Extracted entries Block Start
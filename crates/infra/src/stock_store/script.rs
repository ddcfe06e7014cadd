//! Server-side reservation script.
//!
//! `KEYS[1]` is the available counter, `KEYS[2]` the reserved counter,
//! `ARGV[1]` the required amount. Replies `{code, current_amount}` where
//! `code` is 1 (key missing, amount nil), 2 (reserved, amount after the
//! decrement) or 3 (insufficient, amount unchanged, sent as the stored
//! string so no precision is lost).
//!
//! Redis does not undo the writes of a script that fails part-way, so every
//! check runs before the first write. Both stored values must be integers
//! INCRBY/DECRBY accept: canonical decimal, within the signed 64-bit range.
//! Anything else (`3.5`, `1e3`, `07`) is an error reply with nothing written.
//! The comparison is done on the digit strings because Lua numbers are
//! doubles. Reserved is incremented before available is decremented: once
//! both values are valid INCRBY is the only step that can fail (overflow),
//! and it fails before anything is written.

pub(crate) const RESERVE_STOCK: &str = r#"
local function is_integer(raw)
  if raw == '0' then
    return true
  end
  local digits = string.match(raw, '^-?([1-9]%d*)$')
  if digits == nil or #digits > 19 then
    return false
  end
  if #digits < 19 then
    return true
  end
  if string.sub(raw, 1, 1) == '-' then
    return digits <= '9223372036854775808'
  end
  return digits <= '9223372036854775807'
end

-- a < b for valid integers a and b, b positive
local function below(a, b)
  if a == '0' or string.sub(a, 1, 1) == '-' then
    return true
  end
  if #a ~= #b then
    return #a < #b
  end
  return a < b
end

if redis.call('EXISTS', KEYS[1]) == 0 or redis.call('EXISTS', KEYS[2]) == 0 then
  return {1, false}
end

local required = ARGV[1]
local available = redis.call('GET', KEYS[1])
local reserved = redis.call('GET', KEYS[2])
if not is_integer(available) or not is_integer(reserved) then
  return redis.error_reply('ERR stock counter is not an integer')
end

if below(available, required) then
  return {3, available}
end

redis.call('INCRBY', KEYS[2], required)
local remaining = redis.call('DECRBY', KEYS[1], required)
return {2, remaining}
"#;
//! Stock reservation domain.
//!
//! This crate contains the vocabulary of a reservation (quantities, counter
//! keys, outcomes) and the pure check-and-transfer decision, implemented as
//! deterministic domain logic (no IO, no storage). Stores execute the same
//! decision atomically against their own state.

pub mod reservation;
pub mod stock;

pub use reservation::{
    ReservationOutcome, ReservationRequest, ReservationResultCode, Transition, decide,
};
pub use stock::{CounterKey, MAX_KEY_LENGTH, Quantity, StockKeys, StockLevels};
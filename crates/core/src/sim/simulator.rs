//! Top-level driver: owns the CPU, the cycle budget, and image installation.

use std::path::Path;

use crate::common::Fault;
use crate::config::Config;
use crate::core::Cpu;
use crate::sim::loader::{self, ImageError};
use crate::sim::trace::Tracer;

/// Top-level simulator: CPU state plus the run policy around it.
pub struct Simulator {
    /// The processor model.
    pub cpu: Cpu,
    max_cycles: u64,
}

impl Simulator {
    /// Creates a simulator from a configuration, tracing to stderr.
    pub fn new(config: &Config) -> Self {
        Self::with_tracer(config, Tracer::new(config.general.trace))
    }

    /// Creates a simulator with a caller-provided trace sink.
    pub fn with_tracer(config: &Config, tracer: Tracer) -> Self {
        Self {
            cpu: Cpu::new(config, tracer),
            max_cycles: config.general.max_cycles,
        }
    }

    /// Loads an instruction image file into instruction memory.
    pub fn load_instruction_image(&mut self, path: &Path) -> Result<usize, ImageError> {
        let words = loader::load_hex_image(path)?;
        loader::check_capacity(&words, self.cpu.imem.depth(), path)?;
        Ok(self.cpu.imem.load(&words))
    }

    /// Loads a data image file into data memory.
    pub fn load_data_image(&mut self, path: &Path) -> Result<usize, ImageError> {
        let words = loader::load_hex_image(path)?;
        loader::check_capacity(&words, self.cpu.dmem.depth(), path)?;
        Ok(self.cpu.dmem.load(&words))
    }

    /// Installs an in-memory program, for tests and embedding.
    pub fn load_program(&mut self, words: &[u32]) {
        self.cpu.imem.load(words);
    }

    /// Advances one cycle, enforcing the cycle budget.
    pub fn tick(&mut self) -> Result<(), Fault> {
        if self.cpu.stats.cycles >= self.max_cycles {
            return Err(Fault::CycleLimitExceeded(self.max_cycles));
        }
        self.cpu.tick()
    }

    /// Runs until the halt sentinel fires, returning the value of `a0`.
    pub fn run(&mut self) -> Result<u32, Fault> {
        loop {
            self.tick()?;
            if let Some(result) = self.cpu.exit_code() {
                return Ok(result);
            }
        }
    }

    /// Result register value once halted.
    pub fn take_exit(&mut self) -> Option<u32> {
        self.cpu.exit_code()
    }
}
Extracted entries Block End
» **Assigned task**: Show all lines in the entries above where the string "written" appears.

» **Answer area**:
//! Anything else (`3.5`, `1e3`, `07`) is an error reply with nothing written.
//! and it fails before anything is written.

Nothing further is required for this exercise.